//! More-like-this searches built on top of an existing [`S`].

use crate::document::CompiledDocument;
use crate::error::{Error, Result};
use crate::results::{SearchResult, SearchResults};
use crate::search::S;
use parking_lot::Mutex;
use serde_json::{json, Map, Value};
use std::fmt;
use std::sync::OnceLock;

/// Similarity thresholds. Unset values are left to the engine's defaults.
///
/// Engine defaults are tuned for large corpora: on a handful of short
/// documents no term reaches the default `min_term_freq`/`min_doc_freq`, so
/// nothing is similar to anything. Pass `1`/`1` for small corpora.
#[derive(Debug, Clone, Default, PartialEq)]
pub struct MltParams {
    pub min_term_freq: Option<u32>,
    pub min_doc_freq: Option<u32>,
    pub max_doc_freq: Option<u32>,
    pub max_query_terms: Option<u32>,
    pub min_word_length: Option<u32>,
    pub max_word_length: Option<u32>,
    pub stop_words: Vec<String>,
    pub boost_terms: Option<f64>,
}

impl MltParams {
    fn write_into(&self, clause: &mut Map<String, Value>) {
        let numbers = [
            ("min_term_freq", self.min_term_freq),
            ("min_doc_freq", self.min_doc_freq),
            ("max_doc_freq", self.max_doc_freq),
            ("max_query_terms", self.max_query_terms),
            ("min_word_length", self.min_word_length),
            ("max_word_length", self.max_word_length),
        ];
        for (key, value) in numbers {
            if let Some(value) = value {
                clause.insert(key.into(), json!(value));
            }
        }
        if !self.stop_words.is_empty() {
            clause.insert("stop_words".into(), json!(self.stop_words));
        }
        if let Some(boost) = self.boost_terms {
            clause.insert("boost_terms".into(), json!(boost));
        }
    }
}

/// Documents similar to one source document, compared on `fields`.
///
/// Filters, query terms, target and mapping type are inherited from the
/// search it was built from, so filtering before building narrows the
/// candidates.
pub struct Mlt<M = Value> {
    search: S<M>,
    id: String,
    fields: Vec<String>,
    params: MltParams,
    cache: OnceLock<SearchResults<M>>,
    exec_lock: Mutex<()>,
}

impl<M> Mlt<M> {
    pub fn new<I, F>(search: &S<M>, id: impl ToString, fields: I) -> Result<Self>
    where
        I: IntoIterator<Item = F>,
        F: Into<String>,
    {
        let id = id.to_string();
        if id.trim().is_empty() {
            return Err(Error::Configuration("more-like-this needs a document id".into()));
        }
        let fields: Vec<String> = fields.into_iter().map(Into::into).collect();
        if let Some(bad) = fields.iter().find(|f| f.trim().is_empty()) {
            return Err(Error::Configuration(format!("invalid more-like-this field {bad:?}")));
        }
        Ok(Self {
            search: search.clone(),
            id,
            fields,
            params: MltParams::default(),
            cache: OnceLock::new(),
            exec_lock: Mutex::new(()),
        })
    }

    fn with_params(self, update: impl FnOnce(&mut MltParams)) -> Self {
        let mut params = self.params;
        update(&mut params);
        Self {
            search: self.search,
            id: self.id,
            fields: self.fields,
            params,
            cache: OnceLock::new(),
            exec_lock: Mutex::new(()),
        }
    }

    #[must_use]
    pub fn params(self, params: MltParams) -> Self {
        self.with_params(|p| *p = params)
    }

    #[must_use]
    pub fn min_term_freq(self, n: u32) -> Self {
        self.with_params(|p| p.min_term_freq = Some(n))
    }

    #[must_use]
    pub fn min_doc_freq(self, n: u32) -> Self {
        self.with_params(|p| p.min_doc_freq = Some(n))
    }

    #[must_use]
    pub fn max_doc_freq(self, n: u32) -> Self {
        self.with_params(|p| p.max_doc_freq = Some(n))
    }

    #[must_use]
    pub fn max_query_terms(self, n: u32) -> Self {
        self.with_params(|p| p.max_query_terms = Some(n))
    }

    #[must_use]
    pub fn min_word_length(self, n: u32) -> Self {
        self.with_params(|p| p.min_word_length = Some(n))
    }

    #[must_use]
    pub fn max_word_length(self, n: u32) -> Self {
        self.with_params(|p| p.max_word_length = Some(n))
    }

    #[must_use]
    pub fn stop_words<I, W>(self, words: I) -> Self
    where
        I: IntoIterator<Item = W>,
        W: Into<String>,
    {
        let words: Vec<String> = words.into_iter().map(Into::into).collect();
        self.with_params(|p| p.stop_words = words)
    }

    #[must_use]
    pub fn boost_terms(self, boost: f64) -> Self {
        self.with_params(|p| p.boost_terms = Some(boost))
    }

    pub fn id(&self) -> &str {
        &self.id
    }

    pub fn fields(&self) -> &[String] {
        &self.fields
    }

    pub fn search(&self) -> &S<M> {
        &self.search
    }

    pub fn build_query(&self) -> CompiledDocument {
        let mut clause = Map::new();
        clause.insert("fields".into(), json!(self.fields));
        clause.insert("like".into(), json!([{ "_id": self.id }]));
        self.params.write_into(&mut clause);
        self.search.spec().compile_with(Some(json!({ "more_like_this": clause })))
    }

    /// Runs once and caches the response on this instance. Concurrent
    /// callers wait for the first call.
    pub fn execute(&self) -> Result<&SearchResults<M>> {
        if let Some(results) = self.cache.get() {
            return Ok(results);
        }
        let _guard = self.exec_lock.lock();
        if let Some(results) = self.cache.get() {
            return Ok(results);
        }
        let results = self.search.run(self.build_query())?;
        Ok(self.cache.get_or_init(|| results))
    }

    /// Number of similar documents the engine returned.
    pub fn len(&self) -> Result<usize> {
        Ok(self.execute()?.len())
    }

    pub fn count(&self) -> Result<u64> {
        Ok(self.execute()?.total())
    }

    pub fn iter(&self) -> Result<std::slice::Iter<'_, SearchResult<M>>> {
        Ok(self.execute()?.iter())
    }

    pub fn to_vec(&self) -> Result<Vec<SearchResult<M>>>
    where
        M: Clone,
    {
        Ok(self.execute()?.to_vec())
    }
}

impl<M> fmt::Debug for Mlt<M> {
    fn fmt(&self, f: &mut fmt::Formatter<'_>) -> fmt::Result {
        f.debug_struct("Mlt")
            .field("id", &self.id)
            .field("fields", &self.fields)
            .field("params", &self.params)
            .field("search", &self.search)
            .finish()
    }
}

#### Try it
Return all entries exactly.

#### Solution for this task
//! More-like-this searches built on top of an existing [`S`].

use crate::document::CompiledDocument;
use crate::error::{Error, Result};
use crate::results::{SearchResult, SearchResults};
use crate::search::S;
use parking_lot::Mutex;
use serde_json::{json, Map, Value};
use std::fmt;
use std::sync::OnceLock;

/// Similarity thresholds. Unset values are left to the engine's defaults.
///
/// Engine defaults are tuned for large corpora: on a handful of short
/// documents no term reaches the default `min_term_freq`/`min_doc_freq`, so
/// nothing is similar to anything. Pass `1`/`1` for small corpora.
#[derive(Debug, Clone, Default, PartialEq)]
pub struct MltParams {
    pub min_term_freq: Option<u32>,
    pub min_doc_freq: Option<u32>,
    pub max_doc_freq: Option<u32>,
    pub max_query_terms: Option<u32>,
    pub min_word_length: Option<u32>,
    pub max_word_length: Option<u32>,
    pub stop_words: Vec<String>,
    pub boost_terms: Option<f64>,
}

impl MltParams {
    fn write_into(&self, clause: &mut Map<String, Value>) {
        let numbers = [
            ("min_term_freq", self.min_term_freq),
            ("min_doc_freq", self.min_doc_freq),
            ("max_doc_freq", self.max_doc_freq),
            ("max_query_terms", self.max_query_terms),
            ("min_word_length", self.min_word_length),
            ("max_word_length", self.max_word_length),
        ];
        for (key, value) in numbers {
            if let Some(value) = value {
                clause.insert(key.into(), json!(value));
            }
        }
        if !self.stop_words.is_empty() {
            clause.insert("stop_words".into(), json!(self.stop_words));
        }
        if let Some(boost) = self.boost_terms {
            clause.insert("boost_terms".into(), json!(boost));
        }
    }
}

/// Documents similar to one source document, compared on `fields`.
///
/// Filters, query terms, target and mapping type are inherited from the
/// search it was built from, so filtering before building narrows the
/// candidates.
pub struct Mlt<M = Value> {
    search: S<M>,
    id: String,
    fields: Vec<String>,
    params: MltParams,
    cache: OnceLock<SearchResults<M>>,
    exec_lock: Mutex<()>,
}

impl<M> Mlt<M> {
    pub fn new<I, F>(search: &S<M>, id: impl ToString, fields: I) -> Result<Self>
    where
        I: IntoIterator<Item = F>,
        F: Into<String>,
    {
        let id = id.to_string();
        if id.trim().is_empty() {
            return Err(Error::Configuration("more-like-this needs a document id".into()));
        }
        let fields: Vec<String> = fields.into_iter().map(Into::into).collect();
        if let Some(bad) = fields.iter().find(|f| f.trim().is_empty()) {
            return Err(Error::Configuration(format!("invalid more-like-this field {bad:?}")));
        }
        Ok(Self {
            search: search.clone(),
            id,
            fields,
            params: MltParams::default(),
            cache: OnceLock::new(),
            exec_lock: Mutex::new(()),
        })
    }

    fn with_params(self, update: impl FnOnce(&mut MltParams)) -> Self {
        let mut params = self.params;
        update(&mut params);
        Self {
            search: self.search,
            id: self.id,
            fields: self.fields,
            params,
            cache: OnceLock::new(),
            exec_lock: Mutex::new(()),
        }
    }

    #[must_use]
    pub fn params(self, params: MltParams) -> Self {
        self.with_params(|p| *p = params)
    }

    #[must_use]
    pub fn min_term_freq(self, n: u32) -> Self {
        self.with_params(|p| p.min_term_freq = Some(n))
    }

    #[must_use]
    pub fn min_doc_freq(self, n: u32) -> Self {
        self.with_params(|p| p.min_doc_freq = Some(n))
    }

    #[must_use]
    pub fn max_doc_freq(self, n: u32) -> Self {
        self.with_params(|p| p.max_doc_freq = Some(n))
    }

    #[must_use]
    pub fn max_query_terms(self, n: u32) -> Self {
        self.with_params(|p| p.max_query_terms = Some(n))
    }

    #[must_use]
    pub fn min_word_length(self, n: u32) -> Self {
        self.with_params(|p| p.min_word_length = Some(n))
    }

    #[must_use]
    pub fn max_word_length(self, n: u32) -> Self {
        self.with_params(|p| p.max_word_length = Some(n))
    }

    #[must_use]
    pub fn stop_words<I, W>(self, words: I) -> Self
    where
        I: IntoIterator<Item = W>,
        W: Into<String>,
    {
        let words: Vec<String> = words.into_iter().map(Into::into).collect();
        self.with_params(|p| p.stop_words = words)
    }

    #[must_use]
    pub fn boost_terms(self, boost: f64) -> Self {
        self.with_params(|p| p.boost_terms = Some(boost))
    }

    pub fn id(&self) -> &str {
        &self.id
    }

    pub fn fields(&self) -> &[String] {
        &self.fields
    }

    pub fn search(&self) -> &S<M> {
        &self.search
    }

    pub fn build_query(&self) -> CompiledDocument {
        let mut clause = Map::new();
        clause.insert("fields".into(), json!(self.fields));
        clause.insert("like".into(), json!([{ "_id": self.id }]));
        self.params.write_into(&mut clause);
        self.search.spec().compile_with(Some(json!({ "more_like_this": clause })))
    }

    /// Runs once and caches the response on this instance. Concurrent
    /// callers wait for the first call.
    pub fn execute(&self) -> Result<&SearchResults<M>> {
        if let Some(results) = self.cache.get() {
            return Ok(results);
        }
        let _guard = self.exec_lock.lock();
        if let Some(results) = self.cache.get() {
            return Ok(results);
        }
        let results = self.search.run(self.build_query())?;
        Ok(self.cache.get_or_init(|| results))
    }

    /// Number of similar documents the engine returned.
    pub fn len(&self) -> Result<usize> {
        Ok(self.execute()?.len())
    }

    pub fn count(&self) -> Result<u64> {
        Ok(self.execute()?.total())
    }

    pub fn iter(&self) -> Result<std::slice::Iter<'_, SearchResult<M>>> {
        Ok(self.execute()?.iter())
    }

    pub fn to_vec(&self) -> Result<Vec<SearchResult<M>>>
    where
        M: Clone,
    {
        Ok(self.execute()?.to_vec())
    }
}

impl<M> fmt::Debug for Mlt<M> {
    fn fmt(&self, f: &mut fmt::Formatter<'_>) -> fmt::Result {
        f.debug_struct("Mlt")
            .field("id", &self.id)
            .field("fields", &self.fields)
            .field("params", &self.params)
            .field("search", &self.search)
            .finish()
    }
}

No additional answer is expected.